PROMPT: From the very first line down to the line containing "let denied = GuardDecision::Denied", write out the material exactly as it appears, and no more.

╭─ EXERCISE INPUT

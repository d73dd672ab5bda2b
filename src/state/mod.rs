//! Shared client-side state modules.
//!
//! DESIGN
//! ======
//! Only the session lives here. Page-local form state stays in the pages as
//! signals since nothing outside a form reads it.

pub mod session;
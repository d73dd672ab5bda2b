use super::*;
use crate::net::types::Role;

#[test]
fn attempted_path_joins_search() {
    assert_eq!(attempted_path("/company", ""), "/company");
    assert_eq!(attempted_path("/company", "?tab=jobs"), "/company?tab=jobs");
    assert_eq!(attempted_path("/company", "tab=jobs"), "/company?tab=jobs");
}

#[test]
fn placeholder_text_tracks_decision() {
    assert_eq!(placeholder_text(&GuardDecision::Pending), "Loading...");
    assert_eq!(
        placeholder_text(&GuardDecision::RedirectToLogin { to: "/login".to_owned() }),
        "Redirecting to login..."
    );
    let denied = GuardDecision::Denied { required: Role::Company, redirect: "/candidate".to_owned() };
    assert!(placeholder_text(&denied).starts_with("Access denied"));
    assert!(placeholder_text(&GuardDecision::Render).is_empty());
}
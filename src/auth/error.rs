//! Session-level error taxonomy.
//!
//! ERROR HANDLING
//! ==============
//! The same `ApiError` means different things depending on the call: a 401
//! from login is a wrong password, a 401 from `/accounts/me` is an expired
//! token. The two constructors below encode that split once.

#[cfg(test)]
#[path = "error_test.rs"]
mod error_test;

use crate::net::error::{ApiError, FieldErrors};
use crate::net::types::Role;

pub const NETWORK_MESSAGE: &str = "Unable to reach the server. Check your connection and try again.";
pub const INVALID_CREDENTIALS_MESSAGE: &str = "Invalid email or password.";
pub const EXPIRED_MESSAGE: &str = "Your session has expired. Please sign in again.";

#[derive(Clone, Debug, PartialEq, Eq, thiserror::Error)]
pub enum AuthError {
    /// Transport failure or timeout; the request may be retried.
    #[error("network failure: {0}")]
    Network(String),
    /// The backend rejected the submitted data.
    #[error("rejected: {}", .0.summary().unwrap_or_default())]
    Invalid(FieldErrors),
    /// The access token is no longer accepted; the session was cleared.
    #[error("session expired")]
    ExpiredToken,
    /// Authenticated, but the account role may not use the view.
    #[error("{required:?} account required")]
    Permission { required: Role },
    /// Another session operation is still running.
    #[error("another session operation is in progress")]
    InProgress,
    #[error("already signed in")]
    AlreadyAuthenticated,
    /// A logout landed while the call was in flight; its result was dropped.
    #[error("operation cancelled by logout")]
    Cancelled,
    /// The backend answered with something the client cannot interpret.
    #[error("unexpected response: {0}")]
    Unexpected(String),
}

impl AuthError {
    /// Interpret a failure from login or register.
    #[must_use]
    pub fn from_credentials_call(err: ApiError) -> Self {
        match err {
            ApiError::Network(reason) => Self::Network(reason),
            ApiError::Timeout(ms) => Self::Network(format!("timed out after {ms} ms")),
            ApiError::Unavailable => Self::Network("not available outside the browser".to_owned()),
            ApiError::Unauthorized(errors) | ApiError::Forbidden(errors) => {
                Self::Invalid(with_fallback(errors, INVALID_CREDENTIALS_MESSAGE))
            }
            ApiError::Rejected { status, errors } if status < 500 => {
                Self::Invalid(with_fallback(errors, "Please correct the highlighted fields."))
            }
            ApiError::Rejected { status, errors } => Self::Unexpected(
                errors.summary().unwrap_or_else(|| format!("server error {status}")),
            ),
            ApiError::Malformed(reason) => Self::Unexpected(reason),
        }
    }

    /// Interpret a failure from a call authenticated with the access token.
    #[must_use]
    pub fn from_token_call(err: ApiError) -> Self {
        match err {
            ApiError::Unauthorized(_) => Self::ExpiredToken,
            ApiError::Network(reason) => Self::Network(reason),
            ApiError::Timeout(ms) => Self::Network(format!("timed out after {ms} ms")),
            ApiError::Unavailable => Self::Network("not available outside the browser".to_owned()),
            ApiError::Forbidden(errors) => Self::Unexpected(errors.summary().unwrap_or_else(|| "forbidden".to_owned())),
            ApiError::Rejected { status, errors } => Self::Unexpected(
                errors.summary().unwrap_or_else(|| format!("request failed with status {status}")),
            ),
            ApiError::Malformed(reason) => Self::Unexpected(reason),
        }
    }

    /// Text suitable for a form banner or toast.
    #[must_use]
    pub fn user_message(&self) -> String {
        match self {
            Self::Network(_) => NETWORK_MESSAGE.to_owned(),
            Self::Invalid(errors) => errors
                .summary()
                .unwrap_or_else(|| INVALID_CREDENTIALS_MESSAGE.to_owned()),
            Self::ExpiredToken => EXPIRED_MESSAGE.to_owned(),
            Self::Permission { required } => {
                format!("Access denied. This page is only available to {} accounts.", required.label().to_lowercase())
            }
            Self::InProgress => "Please wait for the current request to finish.".to_owned(),
            Self::AlreadyAuthenticated => "You are already signed in.".to_owned(),
            Self::Cancelled => "The request was cancelled because you signed out.".to_owned(),
            Self::Unexpected(_) => "Something went wrong. Please try again later.".to_owned(),
        }
    }

    /// Per-field messages, empty unless the backend attached them to `field`.
    #[must_use]
    pub fn field_messages(&self, field: &str) -> Vec<String> {
        match self {
            Self::Invalid(errors) => errors.messages_for(field).to_vec(),
            _ => Vec::new(),
        }
    }

    /// Whether the error means the stored session can no longer be used.
    #[must_use]
    pub fn forces_logout(&self) -> bool {
        matches!(self, Self::ExpiredToken)
    }
}

fn with_fallback(mut errors: FieldErrors, fallback: &str) -> FieldErrors {
    if errors.is_empty() {
        errors.message = Some(fallback.to_owned());
    }
    errors
}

╰─

RESPONSE AREA:
repository d73dd672ab5bda2b
filename src/state/mod.rs
//! Shared client-side state modules.
//!
//! DESIGN
//! ======
//! Only the session lives here. Page-local form state stays in the pages as
//! signals since nothing outside a form reads it.

pub mod session;
repository d73dd672ab5bda2b
use super::*;
use crate::net::types::Role;

#[test]
fn attempted_path_joins_search() {
    assert_eq!(attempted_path("/company", ""), "/company");
    assert_eq!(attempted_path("/company", "?tab=jobs"), "/company?tab=jobs");
    assert_eq!(attempted_path("/company", "tab=jobs"), "/company?tab=jobs");
}

#[test]
fn placeholder_text_tracks_decision() {
    assert_eq!(placeholder_text(&GuardDecision::Pending), "Loading...");
    assert_eq!(
        placeholder_text(&GuardDecision::RedirectToLogin { to: "/login".to_owned() }),
        "Redirecting to login..."
    );
    let denied = GuardDecision::Denied { required: Role::Company, redirect: "/candidate".to_owned() };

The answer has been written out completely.